=== RECORDED DATA ===

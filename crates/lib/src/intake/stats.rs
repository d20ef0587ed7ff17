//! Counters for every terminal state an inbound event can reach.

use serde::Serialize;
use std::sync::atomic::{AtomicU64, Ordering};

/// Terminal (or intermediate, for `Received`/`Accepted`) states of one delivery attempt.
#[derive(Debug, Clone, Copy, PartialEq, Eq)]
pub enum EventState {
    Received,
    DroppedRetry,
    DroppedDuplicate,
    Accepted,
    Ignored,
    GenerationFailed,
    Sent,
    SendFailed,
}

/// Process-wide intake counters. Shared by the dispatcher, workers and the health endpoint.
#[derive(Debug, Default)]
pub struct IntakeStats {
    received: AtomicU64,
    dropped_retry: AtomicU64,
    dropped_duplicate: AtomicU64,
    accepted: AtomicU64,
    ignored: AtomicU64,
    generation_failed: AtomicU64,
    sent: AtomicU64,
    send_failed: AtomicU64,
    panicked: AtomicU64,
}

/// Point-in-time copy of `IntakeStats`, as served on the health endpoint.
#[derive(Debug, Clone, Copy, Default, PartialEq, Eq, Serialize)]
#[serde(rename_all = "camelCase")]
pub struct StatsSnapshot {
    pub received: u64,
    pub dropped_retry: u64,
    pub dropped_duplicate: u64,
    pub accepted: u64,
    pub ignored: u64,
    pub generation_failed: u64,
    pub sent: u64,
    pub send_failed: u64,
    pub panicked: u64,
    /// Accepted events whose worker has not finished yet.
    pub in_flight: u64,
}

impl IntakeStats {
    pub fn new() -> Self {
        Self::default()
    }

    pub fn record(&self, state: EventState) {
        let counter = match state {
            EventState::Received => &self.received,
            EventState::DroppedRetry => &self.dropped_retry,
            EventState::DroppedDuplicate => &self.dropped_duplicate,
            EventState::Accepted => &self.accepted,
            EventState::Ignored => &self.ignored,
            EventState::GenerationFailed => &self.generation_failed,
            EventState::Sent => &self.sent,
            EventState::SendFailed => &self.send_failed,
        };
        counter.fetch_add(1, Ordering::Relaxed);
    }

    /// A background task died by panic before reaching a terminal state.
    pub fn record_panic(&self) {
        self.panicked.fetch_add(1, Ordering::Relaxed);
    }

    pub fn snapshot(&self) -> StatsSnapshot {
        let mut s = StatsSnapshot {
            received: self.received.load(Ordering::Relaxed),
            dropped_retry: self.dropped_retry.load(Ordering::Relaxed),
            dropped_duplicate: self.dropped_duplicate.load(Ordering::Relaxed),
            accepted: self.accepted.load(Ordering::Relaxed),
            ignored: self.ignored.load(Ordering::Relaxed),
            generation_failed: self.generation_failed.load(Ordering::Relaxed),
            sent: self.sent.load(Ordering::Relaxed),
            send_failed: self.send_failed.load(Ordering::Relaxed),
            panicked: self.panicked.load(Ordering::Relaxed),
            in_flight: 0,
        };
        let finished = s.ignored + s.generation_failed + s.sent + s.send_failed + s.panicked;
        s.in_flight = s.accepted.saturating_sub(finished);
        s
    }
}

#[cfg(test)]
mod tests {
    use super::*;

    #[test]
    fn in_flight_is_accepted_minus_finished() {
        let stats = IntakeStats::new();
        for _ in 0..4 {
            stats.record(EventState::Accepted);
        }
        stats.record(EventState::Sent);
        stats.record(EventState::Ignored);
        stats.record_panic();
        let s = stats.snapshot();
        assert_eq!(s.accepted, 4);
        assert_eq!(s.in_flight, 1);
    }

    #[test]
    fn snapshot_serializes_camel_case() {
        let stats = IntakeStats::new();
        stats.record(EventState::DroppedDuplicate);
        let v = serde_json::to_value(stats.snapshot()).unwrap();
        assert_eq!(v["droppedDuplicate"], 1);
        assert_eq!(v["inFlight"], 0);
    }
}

===
=== RECORDED DATA ===

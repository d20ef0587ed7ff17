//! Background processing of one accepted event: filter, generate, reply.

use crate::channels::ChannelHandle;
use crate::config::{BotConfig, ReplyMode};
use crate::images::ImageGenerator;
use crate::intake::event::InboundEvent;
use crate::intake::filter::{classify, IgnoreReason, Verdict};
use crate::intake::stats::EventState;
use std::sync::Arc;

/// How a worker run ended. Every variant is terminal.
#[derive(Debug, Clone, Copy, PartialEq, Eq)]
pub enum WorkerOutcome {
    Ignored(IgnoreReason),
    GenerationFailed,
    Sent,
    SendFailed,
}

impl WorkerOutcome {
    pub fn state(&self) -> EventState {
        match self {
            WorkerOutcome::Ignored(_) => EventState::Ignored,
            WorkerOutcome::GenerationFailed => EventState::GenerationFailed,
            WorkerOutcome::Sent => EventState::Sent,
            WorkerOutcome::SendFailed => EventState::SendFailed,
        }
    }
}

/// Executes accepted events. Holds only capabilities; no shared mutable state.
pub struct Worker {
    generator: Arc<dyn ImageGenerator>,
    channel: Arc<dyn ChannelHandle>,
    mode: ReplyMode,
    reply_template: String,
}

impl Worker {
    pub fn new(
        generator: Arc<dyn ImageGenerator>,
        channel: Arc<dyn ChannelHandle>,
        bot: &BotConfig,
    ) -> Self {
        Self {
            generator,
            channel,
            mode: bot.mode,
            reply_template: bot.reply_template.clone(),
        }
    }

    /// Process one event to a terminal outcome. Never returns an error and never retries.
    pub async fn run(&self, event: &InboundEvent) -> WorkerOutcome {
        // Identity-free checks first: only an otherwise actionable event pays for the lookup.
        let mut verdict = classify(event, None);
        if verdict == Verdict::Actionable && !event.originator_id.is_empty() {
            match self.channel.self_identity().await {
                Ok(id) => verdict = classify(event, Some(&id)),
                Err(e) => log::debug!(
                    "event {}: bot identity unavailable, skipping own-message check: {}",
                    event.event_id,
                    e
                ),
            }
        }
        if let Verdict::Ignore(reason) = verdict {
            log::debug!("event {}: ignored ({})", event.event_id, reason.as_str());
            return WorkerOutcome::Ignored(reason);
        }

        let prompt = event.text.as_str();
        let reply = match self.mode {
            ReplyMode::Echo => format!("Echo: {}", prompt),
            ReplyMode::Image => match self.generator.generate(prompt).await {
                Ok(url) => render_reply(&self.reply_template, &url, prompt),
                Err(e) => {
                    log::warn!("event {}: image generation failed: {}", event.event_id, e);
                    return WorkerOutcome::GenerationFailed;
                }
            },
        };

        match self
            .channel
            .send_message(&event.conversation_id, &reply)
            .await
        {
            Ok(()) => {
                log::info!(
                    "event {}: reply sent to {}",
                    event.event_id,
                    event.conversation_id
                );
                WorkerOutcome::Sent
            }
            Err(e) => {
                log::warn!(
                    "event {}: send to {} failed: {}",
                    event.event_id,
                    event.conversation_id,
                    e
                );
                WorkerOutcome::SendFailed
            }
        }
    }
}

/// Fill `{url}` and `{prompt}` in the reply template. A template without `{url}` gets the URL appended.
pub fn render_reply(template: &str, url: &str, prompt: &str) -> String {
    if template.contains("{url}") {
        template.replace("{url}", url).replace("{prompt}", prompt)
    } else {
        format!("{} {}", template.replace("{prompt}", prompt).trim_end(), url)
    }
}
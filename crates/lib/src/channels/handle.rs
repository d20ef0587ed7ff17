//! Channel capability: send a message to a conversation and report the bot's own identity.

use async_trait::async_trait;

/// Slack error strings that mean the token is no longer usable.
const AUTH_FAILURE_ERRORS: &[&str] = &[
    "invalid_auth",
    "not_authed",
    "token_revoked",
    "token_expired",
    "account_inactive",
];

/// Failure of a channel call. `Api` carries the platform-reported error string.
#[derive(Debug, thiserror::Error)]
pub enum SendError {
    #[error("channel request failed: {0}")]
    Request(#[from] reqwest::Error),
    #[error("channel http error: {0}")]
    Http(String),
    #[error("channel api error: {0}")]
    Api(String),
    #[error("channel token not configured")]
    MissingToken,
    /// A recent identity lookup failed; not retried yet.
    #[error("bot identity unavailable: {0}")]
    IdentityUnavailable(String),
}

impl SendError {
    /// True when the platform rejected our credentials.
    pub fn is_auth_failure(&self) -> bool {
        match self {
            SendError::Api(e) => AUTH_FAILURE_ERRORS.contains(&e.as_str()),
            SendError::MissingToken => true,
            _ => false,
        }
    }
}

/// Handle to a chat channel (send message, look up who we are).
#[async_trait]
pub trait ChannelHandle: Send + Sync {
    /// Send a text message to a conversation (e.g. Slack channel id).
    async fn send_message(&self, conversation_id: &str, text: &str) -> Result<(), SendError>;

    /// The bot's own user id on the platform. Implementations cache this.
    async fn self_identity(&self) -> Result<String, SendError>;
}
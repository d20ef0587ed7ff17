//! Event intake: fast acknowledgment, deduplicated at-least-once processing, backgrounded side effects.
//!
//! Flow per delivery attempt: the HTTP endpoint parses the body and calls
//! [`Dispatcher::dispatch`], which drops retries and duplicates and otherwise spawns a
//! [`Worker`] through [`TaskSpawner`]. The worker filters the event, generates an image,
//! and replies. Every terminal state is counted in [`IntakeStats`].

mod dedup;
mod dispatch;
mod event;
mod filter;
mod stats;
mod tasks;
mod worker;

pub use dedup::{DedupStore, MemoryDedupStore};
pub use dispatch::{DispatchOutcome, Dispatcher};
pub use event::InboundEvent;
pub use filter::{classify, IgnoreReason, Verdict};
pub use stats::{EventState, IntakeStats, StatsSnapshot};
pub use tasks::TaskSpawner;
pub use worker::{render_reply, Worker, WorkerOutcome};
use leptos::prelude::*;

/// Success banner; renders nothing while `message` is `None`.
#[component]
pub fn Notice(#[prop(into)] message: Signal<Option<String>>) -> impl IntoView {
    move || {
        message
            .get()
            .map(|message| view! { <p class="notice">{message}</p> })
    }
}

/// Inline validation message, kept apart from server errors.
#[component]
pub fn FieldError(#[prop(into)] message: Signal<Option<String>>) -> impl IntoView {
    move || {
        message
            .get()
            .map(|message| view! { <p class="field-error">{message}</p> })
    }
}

===

For each line of the entries that includes "from", show that line.

| OUTPUT FOR THIS TASK |
    Request(#[from] reqwest::Error),
/// Inline validation message, kept apart from server errors.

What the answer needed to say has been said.